Sony admits second-hand game blocking is not "clarified" for the PS4
Posted on 27 Feb 2013 at 11:35, by
Sony's next-generation PS4 console may restrict the use of second-hand games, despite apparent comments from the company that such games would not be blocked.
Rumours have been circulating pointing to digital rights management (DRM) technology in both Microsoft's Xbox 720 and Sony's PlayStation 4 that would prevent second-hand games from being installed on the next-generation consoles; or possibly restrict them to a small subset of gameplay - only allowing access to the first level, for example, or turning off multiplayer modes.
While Microsoft has yet to publicly comment on the claims, Sony's Shuhei Yoshida stated outright that "when you purchase the disc-based games for the PS4, that should work on any hardware" - which was interpreted by many as a denial of any such plans.
Second-hand sales - and the equally contentious issue of friends borrowing and swapping games - are a major problem for the games industry: while the publisher, developer and console maker get a cut of the proceeds from each new game sold at retail, they receive nothing from subsequent sales of that copy. Thus, if each copy of the game ends up with two owners the potential revenue for the companies involved is halved - and in these days when a triple-A title can cost millions of pounds to produce and involve hundreds of staff members, that's a lot of lost revenue.
Some publishers have been working to combat the problem themselves, including single-use codes with games which provide 'additional' content - with subsequent owners being asked to shell out on a new code to receive these extras. Though, to date, none of these games have blocked parts of the core narrative.
Claims that the next-generation consoles would include facilities to prevent or severely restrict second-hand sales of games, then, are not so far-fetched - and doubly so given Sony's filing of a patent describing a method for doing exactly that.
Yoshida's denial has now been muddied by the head of PlayStation UK Fergal Gara during an interview with NowGamer. "Well first of all, we haven’t stated that second-hand games... we haven’t made a statement on the second-hand games question," said Gara in response to a direct question regarding the status of second-hand gaming on the PS4. "There was a lot of reaction to a patent that was filed, which is a matter of course for a technology business like us, to file various patents at various times, many of which many never see any application but they are good to have depending on ideas that might be building. The answer to the pre-owned question isn’t clarified just yet and we’re working through that and we’ll announce our position in more detail as and when we can."
For now, then, it looks like gamers who are incensed by the issue of second-hand games should steer clear of putting in an early pre-order for a PS4 until the issue is resolved.

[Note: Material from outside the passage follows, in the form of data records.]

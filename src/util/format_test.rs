use super::*;

#[test]
fn format_date_keeps_date_part() {
    assert_eq!(format_date(Some("2024-03-05T10:11:12Z")), "2024-03-05");
    assert_eq!(format_date(Some("2024-03-05 10:11:12")), "2024-03-05");
    assert_eq!(format_date(Some("2024-03-05")), "2024-03-05");
}

#[test]
fn format_date_missing_is_dash() {
    assert_eq!(format_date(None), "—");
    assert_eq!(format_date(Some("  ")), "—");
}

#[test]
fn format_price_groups_thousands() {
    assert_eq!(format_price(0.0), "$0.00");
    assert_eq!(format_price(99.5), "$99.50");
    assert_eq!(format_price(1234.0), "$1,234.00");
    assert_eq!(format_price(1_234_567.891), "$1,234,567.89");
}

#[test]
fn format_price_negative() {
    assert_eq!(format_price(-12.3), "-$12.30");
}

#[test]
fn status_classes_are_distinct() {
    let classes: std::collections::HashSet<_> = SubscriptionStatus::ALL.into_iter().map(status_class).collect();
    assert_eq!(classes.len(), SubscriptionStatus::ALL.len());
}

#[test]
fn validity_pluralizes() {
    assert_eq!(format_validity(1), "1 month");
    assert_eq!(format_validity(12), "12 months");
}
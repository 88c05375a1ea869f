//! Mock backend and recording doubles shared by unit tests.

use std::collections::HashMap;
use std::sync::{Arc, Mutex, PoisonError};

use futures::channel::oneshot;
use futures::future::LocalBoxFuture;

use crate::config::{ConsoleConfig, UnauthorizedPolicy};
use crate::net::api::ApiService;
use crate::net::client::HttpClient;
use crate::net::error::TransportError;
use crate::net::signal::UnauthorizedSignal;
use crate::net::transport::{HttpMethod, HttpRequest, HttpResponse, Transport};
use crate::state::credentials::{CredentialStore, MemoryStorage};
use crate::state::session::Session;
use crate::util::navigate::Navigator;

pub const BASE_URL: &str = "http://api.test";

enum Reply {
    Ready(HttpResponse),
    Deferred(oneshot::Receiver<HttpResponse>),
}

/// Scripted backend. Ready replies are reused for every matching request;
/// deferred replies are consumed once and take priority.
#[derive(Default)]
pub struct MockTransport {
    ready: Mutex<HashMap<(HttpMethod, String), HttpResponse>>,
    deferred: Mutex<Vec<((HttpMethod, String), Reply)>>,
    requests: Mutex<Vec<HttpRequest>>,
}

impl MockTransport {
    pub fn new() -> Arc<Self> {
        Arc::new(Self::default())
    }

    pub fn respond(&self, method: HttpMethod, path: &str, status: u16, body: serde_json::Value) {
        self.ready
            .lock()
            .unwrap_or_else(PoisonError::into_inner)
            .insert((method, path.to_owned()), HttpResponse { status, body: body.to_string() });
    }

    /// Register a one-shot reply delivered when the returned sender fires.
    pub fn defer(&self, method: HttpMethod, path: &str) -> oneshot::Sender<HttpResponse> {
        let (tx, rx) = oneshot::channel();
        self.deferred
            .lock()
            .unwrap_or_else(PoisonError::into_inner)
            .push(((method, path.to_owned()), Reply::Deferred(rx)));
        tx
    }

    pub fn requests(&self) -> Vec<HttpRequest> {
        self.requests.lock().unwrap_or_else(PoisonError::into_inner).clone()
    }

    pub fn last_request(&self) -> HttpRequest {
        self.requests().pop().expect("no request was sent")
    }

    fn take_reply(&self, key: &(HttpMethod, String)) -> Option<Reply> {
        let mut deferred = self.deferred.lock().unwrap_or_else(PoisonError::into_inner);
        if let Some(pos) = deferred.iter().position(|(k, _)| k == key) {
            return Some(deferred.remove(pos).1);
        }
        drop(deferred);
        self.ready
            .lock()
            .unwrap_or_else(PoisonError::into_inner)
            .get(key)
            .cloned()
            .map(Reply::Ready)
    }
}

impl Transport for MockTransport {
    fn send(&self, request: HttpRequest) -> LocalBoxFuture<'_, Result<HttpResponse, TransportError>> {
        let key = (request.method, request_path(&request.url).to_owned());
        self.requests.lock().unwrap_or_else(PoisonError::into_inner).push(request);
        let reply = self.take_reply(&key);
        Box::pin(async move {
            match reply {
                Some(Reply::Ready(resp)) => Ok(resp),
                Some(Reply::Deferred(rx)) => rx.await.map_err(|_| TransportError::Network("reply dropped".to_owned())),
                None => Ok(HttpResponse {
                    status: 404,
                    body: serde_json::json!({ "success": false, "message": "no route" }).to_string(),
                }),
            }
        })
    }
}

/// Path portion of an absolute URL, without the query string.
pub fn request_path(url: &str) -> &str {
    let after_scheme = url.split_once("://").map_or(url, |(_, rest)| rest);
    let path = after_scheme.find('/').map_or("/", |i| &after_scheme[i..]);
    path.split_once('?').map_or(path, |(p, _)| p)
}

#[derive(Default)]
pub struct RecordingNavigator {
    visits: Mutex<Vec<String>>,
}

impl RecordingNavigator {
    pub fn visits(&self) -> Vec<String> {
        self.visits.lock().unwrap_or_else(PoisonError::into_inner).clone()
    }
}

impl Navigator for RecordingNavigator {
    fn hard_navigate(&self, path: &str) {
        self.visits.lock().unwrap_or_else(PoisonError::into_inner).push(path.to_owned());
    }
}

/// Everything a session test needs, wired like `app::build_session` does.
pub struct Harness {
    pub transport: Arc<MockTransport>,
    pub storage: Arc<MemoryStorage>,
    pub store: CredentialStore,
    pub navigator: Arc<RecordingNavigator>,
    pub api: ApiService,
    pub session: Session,
}

impl Harness {
    pub fn new() -> Self {
        Self::with_policy(UnauthorizedPolicy::Global)
    }

    pub fn with_policy(policy: UnauthorizedPolicy) -> Self {
        let config = ConsoleConfig { api_base_url: BASE_URL.to_owned(), unauthorized_policy: policy };
        let transport = MockTransport::new();
        let storage = Arc::new(MemoryStorage::new());
        let store = CredentialStore::new(storage.clone());
        let navigator = Arc::new(RecordingNavigator::default());
        let client = HttpClient::new(&config, transport.clone(), store.clone(), UnauthorizedSignal::new());
        let api = ApiService::new(client);
        let session = Session::new(api.clone(), store.clone(), navigator.clone());
        Self { transport, storage, store, navigator, api, session }
    }
}

pub fn customer_login_body() -> serde_json::Value {
    serde_json::json!({
        "success": true,
        "token": "tok123",
        "email": "a@b.com",
        "name": "Ann",
        "phone": "555",
        "expires_in": 3600
    })
}

pub fn admin_login_body() -> serde_json::Value {
    serde_json::json!({
        "success": true,
        "token": "admintok",
        "email": "root@x.io",
        "expires_in": 3600
    })
}
//! Static error pages.

use leptos::prelude::*;

use crate::state::session::use_auth;

/// Link back to wherever the current user belongs.
fn home_link() -> impl IntoView {
    let auth = use_auth();
    let href = move || auth.with(|a| a.role().map_or("/login", |r| r.home_path()));
    view! { <a class="btn btn--primary" href=href>"Go back"</a> }
}

#[component]
pub fn UnauthorizedPage() -> impl IntoView {
    view! {
        <div class="error-page">
            <h1>"403"</h1>
            <p>"You do not have permission to view this page."</p>
            {home_link()}
        </div>
    }
}

#[component]
pub fn NotFoundPage() -> impl IntoView {
    view! {
        <div class="error-page">
            <h1>"404"</h1>
            <p>"Page not found."</p>
            {home_link()}
        </div>
    }
}
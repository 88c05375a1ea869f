//! HTTP transport seam.
//!
//! SYSTEM CONTEXT
//! ==============
//! `HttpClient` builds fully-resolved requests and hands them to a
//! `Transport`. In the browser (`csr`) that is `gloo-net`; everywhere else
//! it is `OfflineTransport`, and tests plug in a scripted mock backend.

use futures::future::LocalBoxFuture;

use super::error::TransportError;

#[derive(Clone, Copy, Debug, PartialEq, Eq, Hash)]
pub enum HttpMethod {
    Get,
    Post,
    Put,
    Delete,
}

impl HttpMethod {
    pub fn as_str(self) -> &'static str {
        match self {
            Self::Get => "GET",
            Self::Post => "POST",
            Self::Put => "PUT",
            Self::Delete => "DELETE",
        }
    }
}

/// A request after both the base URL and the request interceptor have been applied.
#[derive(Clone, Debug, PartialEq, Eq)]
pub struct HttpRequest {
    pub method: HttpMethod,
    pub url: String,
    pub headers: Vec<(String, String)>,
    pub body: Option<String>,
}

impl HttpRequest {
    pub fn header(&self, name: &str) -> Option<&str> {
        self.headers
            .iter()
            .find(|(key, _)| key.eq_ignore_ascii_case(name))
            .map(|(_, value)| value.as_str())
    }
}

#[derive(Clone, Debug, PartialEq, Eq)]
pub struct HttpResponse {
    pub status: u16,
    pub body: String,
}

impl HttpResponse {
    pub fn is_success(&self) -> bool {
        (200..300).contains(&self.status)
    }
}

/// Sends one request. Futures are not `Send`: the console runs on the
/// single-threaded browser event loop.
pub trait Transport: Send + Sync {
    fn send(&self, request: HttpRequest) -> LocalBoxFuture<'_, Result<HttpResponse, TransportError>>;
}

/// Transport used outside the browser; every call fails.
#[derive(Clone, Copy, Debug, Default)]
pub struct OfflineTransport;

impl Transport for OfflineTransport {
    fn send(&self, _request: HttpRequest) -> LocalBoxFuture<'_, Result<HttpResponse, TransportError>> {
        Box::pin(async { Err(TransportError::Unavailable) })
    }
}

/// Browser `fetch` transport backed by `gloo-net`.
#[cfg(feature = "csr")]
#[derive(Clone, Copy, Debug, Default)]
pub struct GlooTransport;

#[cfg(feature = "csr")]
impl Transport for GlooTransport {
    fn send(&self, request: HttpRequest) -> LocalBoxFuture<'_, Result<HttpResponse, TransportError>> {
        use gloo_net::http::{Method, RequestBuilder};

        Box::pin(async move {
            let method = match request.method {
                HttpMethod::Get => Method::GET,
                HttpMethod::Post => Method::POST,
                HttpMethod::Put => Method::PUT,
                HttpMethod::Delete => Method::DELETE,
            };
            let mut builder = RequestBuilder::new(&request.url).method(method);
            for (name, value) in &request.headers {
                builder = builder.header(name, value);
            }
            let built = match request.body {
                Some(body) => builder.body(body),
                None => builder.build(),
            }
            .map_err(|e| TransportError::Request(e.to_string()))?;

            let resp = built.send().await.map_err(|e| TransportError::Network(e.to_string()))?;
            let status = resp.status();
            let body = resp.text().await.map_err(|e| TransportError::Network(e.to_string()))?;
            Ok(HttpResponse { status, body })
        })
    }
}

That said, we feel Sony will only provide the tools, and let publishers make the hard decisions on the matter, so this issue could run and run.
For more comprehensive PS4 coverage see our PS4 release date, specs & price rumours.
So it's rather like second-hand cars? Maybe in the future, if this is the trend, you'll buy a used car and find that it's restricted to owner-only - you can't lend it out or carry passengers or goods!
I look back over decades of consoles and find that the traditional situation is still very profitable for the makers and games creators. But what's new is that as consoles get more expensive to make, they are being marketed like cellphones or inkjet printers today - sold at a loss so that sales can be regained from the artificially high price of consumables (ie, phone calls, ink and games).
Maybe the console makers should go the whole hog and make all games rental only, with a price per hour?
By davidcroucher on 27 Feb 2013
don't understand sony
So if I have a playstation 1 playstation 2 and a playstation 3 game how is it costing Sony money if I'm playing the games that I purchased on it. And what about preplayed ps4 games are you saying that it cost sony money whenever I buy a used ps4 game? Basically I have to hook up a PS1 PS2 PS3 and the new PS4 to play all of my playstation games Well PS2 was completely backward compadible way to go Sony did that "cost" you money? I'm sure it helped. Backward compadibility is a really good idea especially for a new game system where people don't have money for brand new games so they play the used ones until they save up that money for a new game. Even if its not backward compadible I'm sure theres hackers out there that can figure out how to make them compadible all it takes is a bit of software. I do really hope they choose some kind of backward compadibility.